[[ Supplied records, beginning ]]

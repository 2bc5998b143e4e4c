pub mod annotations;
pub mod codegen;
pub mod errors;
pub mod files;
pub mod lexer;
pub mod manifest;
pub mod module;
pub mod parser;
pub mod process;
pub mod resolver;

#[cfg(test)]
pub(crate) mod testutil;

use std::sync::Arc;

use crate::codegen::{DeploysFile, ServiceFile};
use crate::errors::{Error, Result};
use crate::module::Module;
use crate::process::{Process, Unit};

/// Project loading options.
#[derive(Debug, Clone, Default)]
pub struct Options {
    work: Option<String>,
}

impl Options {
    pub fn new() -> Self {
        Options { work: None }
    }

    /// Superimpose a workspace manifest over the project's requirements.
    pub fn with_work(mut self, work: impl Into<String>) -> Result<Self> {
        let work = work.into().trim().to_string();
        if work.is_empty() {
            return Err(Error::invalid_input("workspace option is invalid"));
        }
        self.work = Some(work);
        Ok(self)
    }
}

/// A loaded project: the module graph rooted at `<dir>/go.mod`.
pub struct Project {
    pub module: Arc<Module>,
}

impl Project {
    pub fn load(dir: &str, options: Options) -> Result<Project> {
        let dir = dir.trim();
        if dir.is_empty() {
            return Err(Error::invalid_input("load project failed")
                .with_cause(Error::invalid_input("project dir is nil")));
        }
        let mod_path = files::join(dir, "go.mod");
        let module = match &options.work {
            Some(work) => Module::load_with_work(&mod_path, work),
            None => Module::load(&mod_path),
        }
        .map_err(|e| Error::invalid_input("load project failed").with_cause(e))?;
        Ok(Project { module })
    }

    /// Build the generation process: analyze every function, write every
    /// service file, then the deploys aggregator.
    pub fn coding(&self) -> Result<Process> {
        let services = self
            .module
            .services()
            .map_err(|e| Error::invalid_input("project coding failed").with_cause(e))?;
        let mut process = Process::new();

        let mut parse_units: Vec<Unit> = Vec::new();
        let mut write_units: Vec<Unit> = Vec::new();
        for service in &services {
            for function in &service.functions {
                let function = function.clone();
                parse_units.push(Box::new(move |ctx| function.parse(ctx)));
            }
            let file = ServiceFile::new(service.clone());
            write_units.push(Box::new(move |ctx| file.write(ctx)));
        }
        let deploys = DeploysFile::new(&files::join(&self.module.dir, "modules"), services);
        let deploy_units: Vec<Unit> = vec![Box::new(move |ctx| deploys.write(ctx))];

        process.add("services: parsing", parse_units);
        process.add("services: writing", write_units);
        process.add("services: deploying", deploy_units);
        Ok(process)
    }
}
use std::sync::Arc;
use std::thread;
use std::time::Duration;

use clap::Parser;
use log::error;

use fngen::module::parse_go_duration;
use fngen::{Options, Project};

#[derive(Parser, Debug)]
#[command(author, version, about)]
struct Cli {
    /// Project directory containing go.mod.
    #[arg(default_value = ".")]
    dir: String,

    /// go.work file to superimpose over the project's requirements.
    #[arg(short, long)]
    work: Option<String>,

    /// Stream progress events as JSON lines.
    #[arg(long)]
    json: bool,

    /// Abort the run after the given duration, e.g. 90s.
    #[arg(short, long)]
    timeout: Option<String>,

    #[arg(short, long)]
    verbose: bool,
}

fn main() {
    let args = Cli::parse();
    let level = if args.verbose {
        log::Level::Debug
    } else {
        log::Level::Warn
    };
    simple_logger::init_with_level(level).expect("logger init failed");

    let mut options = Options::new();
    if let Some(work) = &args.work {
        options = match options.with_work(work) {
            Ok(options) => options,
            Err(err) => {
                error!("{err}");
                std::process::exit(-1);
            }
        };
    }
    let deadline = match &args.timeout {
        Some(timeout) => match parse_go_duration(timeout) {
            Ok(deadline) => Some(deadline),
            Err(err) => {
                error!("{err}");
                std::process::exit(-1);
            }
        },
        None => None,
    };

    let project = match Project::load(&args.dir, options) {
        Ok(project) => project,
        Err(err) => {
            error!("{err}");
            std::process::exit(-1);
        }
    };
    let mut process = match project.coding() {
        Ok(process) => process,
        Err(err) => {
            error!("{err}");
            std::process::exit(-1);
        }
    };
    let results = process.start();
    let process = Arc::new(process);
    if let Some(deadline) = deadline {
        let process = process.clone();
        thread::spawn(move || {
            thread::sleep(deadline);
            if let Err(err) = process.abort(Duration::from_secs(10)) {
                error!("{err}");
            }
        });
    }

    let mut failed = false;
    for result in results.iter() {
        if args.json {
            match serde_json::to_string(&result) {
                Ok(line) => println!("{line}"),
                Err(err) => error!("render event failed: {err}"),
            }
        } else {
            println!("{result}");
        }
        if !result.succeed() {
            failed = true;
        }
    }
    if failed {
        std::process::exit(1);
    }
}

[[ Supplied records, end ]]

What the task requires: Exactly the lines from the one containing "if let Some(work)" to the last line of the entries above must be duplicated, with both of those lines included and nothing more.

Exercise result:
    if let Some(work) = &args.work {
        options = match options.with_work(work) {
            Ok(options) => options,
            Err(err) => {
                error!("{err}");
                std::process::exit(-1);
            }
        };
    }
    let deadline = match &args.timeout {
        Some(timeout) => match parse_go_duration(timeout) {
            Ok(deadline) => Some(deadline),
            Err(err) => {
                error!("{err}");
                std::process::exit(-1);
            }
        },
        None => None,
    };

    let project = match Project::load(&args.dir, options) {
        Ok(project) => project,
        Err(err) => {
            error!("{err}");
            std::process::exit(-1);
        }
    };
    let mut process = match project.coding() {
        Ok(process) => process,
        Err(err) => {
            error!("{err}");
            std::process::exit(-1);
        }
    };
    let results = process.start();
    let process = Arc::new(process);
    if let Some(deadline) = deadline {
        let process = process.clone();
        thread::spawn(move || {
            thread::sleep(deadline);
            if let Err(err) = process.abort(Duration::from_secs(10)) {
                error!("{err}");
            }
        });
    }

    let mut failed = false;
    for result in results.iter() {
        if args.json {
            match serde_json::to_string(&result) {
                Ok(line) => println!("{line}"),
                Err(err) => error!("render event failed: {err}"),
            }
        } else {
            println!("{result}");
        }
        if !result.succeed() {
            failed = true;
        }
    }
    if failed {
        std::process::exit(1);
    }
}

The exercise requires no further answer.